Et maintenant, qu’est-ce qu’on fait ? A l’initiative du « Courrier », une soirée d’échanges a eu lieu mercredi à la Maison des associations, à Plainpalais, afin d’esquisser des solutions pour sauver la presse locale. Bien qu’ils n’aient jamais eu autant de lecteurs (en ajoutant ceux des journaux papier et numériques), aucun des trois quotidiens genevois n’est rentable.
C’est le cas du « Temps », même si sa rédactrice en chef, Madeleine von Holzen, a assuré que le journal propriété de la Fondation Aventinus se portait « bien ». C’est le cas du « Mail », qui accumule un déficit de 400 000 francs au cours des deux dernières années. Et c’est le cas de la « Tribune de Genève », dont le rédacteur en chef sortieFrédéric Julliard, a déclaré qu’il « ne pouvait garantir une pérennité à long terme » dans un contexte qui évolue si rapidement.
Berne au centre du jeu
Autour de la table, tout le monde est d’accord : les journalistes doivent faire davantage pour intéresser les lecteurs et en conquérir de nouveaux.

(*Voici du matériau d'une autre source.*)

// SPDX-FileCopyrightText: 2025 Joost van der Laan <joost@fashionunited.com>
//
// SPDX-License-Identifier: AGPL-3.0-only

use crate::bmp::codec::{self, Bitmap, file_row_index, row_stride};
use crate::error::{Error, Result};

/// Scale factors never drop below this, whatever the shrink percentage
pub const MIN_SCALE_FACTOR: f64 = 0.05;

/// `1 + percent/100` when enlarging, `1 - percent/100` when shrinking
pub fn scale_factor(percent: i32, zoom_in: bool) -> f64 {
    let delta = f64::from(percent) / 100.0;
    let factor = if zoom_in { 1.0 + delta } else { 1.0 - delta };
    factor.max(MIN_SCALE_FACTOR)
}

fn scaled_dimension(len: usize, factor: f64) -> usize {
    ((len as f64 * factor).round() as usize).max(1)
}

fn source_index(dst: usize, factor: f64, src_len: usize) -> usize {
    ((dst as f64 / factor).floor() as usize).min(src_len - 1)
}

/// Nearest-neighbour resize of a parsed bitmap.
///
/// Pixels are copied byte for byte, orientation follows the source and row
/// padding stays zero. A bitmap with no rows resizes to one with no rows.
pub fn zoom_nearest(src: &Bitmap, percent: i32, zoom_in: bool) -> Result<Vec<u8>> {
    if percent <= 0 {
        return Err(Error::InvalidParameter(format!(
            "percent must be > 0, got {}",
            percent
        )));
    }

    let factor = scale_factor(percent, zoom_in);
    let bpp = src.bytes_per_pixel();
    let src_width = src.width() as usize;
    let src_height = src.abs_height();
    let top_down = src.is_top_down();

    let dst_width = scaled_dimension(src_width, factor);
    let dst_height = if src_height == 0 {
        0
    } else {
        scaled_dimension(src_height, factor)
    };
    let dst_stride = row_stride(dst_width, bpp);
    let width = i32::try_from(dst_width)
        .map_err(|_| Error::InvalidParameter(format!("zoomed width {} is too large", dst_width)))?;
    let dst_len = dst_stride
        .checked_mul(dst_height)
        .filter(|len| len.saturating_add(src.data_offset()) <= u32::MAX as usize)
        .ok_or_else(|| {
            Error::InvalidParameter(format!(
                "zoomed image {}x{} is too large",
                dst_width, dst_height
            ))
        })?;

    let mut pixels = vec![0u8; dst_len];
    for y in 0..dst_height {
        let src_row = src.visual_row(source_index(y, factor, src_height));
        let file_row = file_row_index(y, dst_height, top_down);
        let dst_row = &mut pixels[file_row * dst_stride..file_row * dst_stride + dst_width * bpp];

        for (x, dst_pixel) in dst_row.chunks_exact_mut(bpp).enumerate() {
            let sx = source_index(x, factor, src_width);
            dst_pixel.copy_from_slice(&src_row[sx * bpp..(sx + 1) * bpp]);
        }
    }

    codec::build(src.header(), width, dst_height, top_down, &pixels, dst_stride)
}

/// Parse and resize in one step, the shape of a zoom worker request
pub fn zoom_bytes(bitmap: &[u8], percent: i32, zoom_in: bool) -> Result<Vec<u8>> {
    if percent <= 0 {
        return Err(Error::InvalidParameter(format!(
            "percent must be > 0, got {}",
            percent
        )));
    }
    let src = codec::parse(bitmap)?;
    zoom_nearest(&src, percent, zoom_in)
}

Démontrer constamment leur « utilité ». Mais est-ce suffisant dans un secteur économique où le produit (l’information) est cher à produire mais rapporte peu (et encore moins sur le web) ? Parvenir à un accord avec les GAFAM sur les droits voisins pourrait prendre des années.
Mais le temps presse. Pour le conseiller administratif de la ville, Alfonso Gomez, les pouvoirs publics doivent « investir » davantage. C’est la seule solution si Genève entend maintenir « une presse sérieuse et indépendante ». En l’absence de Nathalie Fontanet, invitée mais n’ayant pas pu venir, l’écologiste s’est retrouvé un peu seul lors du débat. Quelques hommes politiques étaient présents dans la salle, mais ils étaient presque exclusivement de gauche.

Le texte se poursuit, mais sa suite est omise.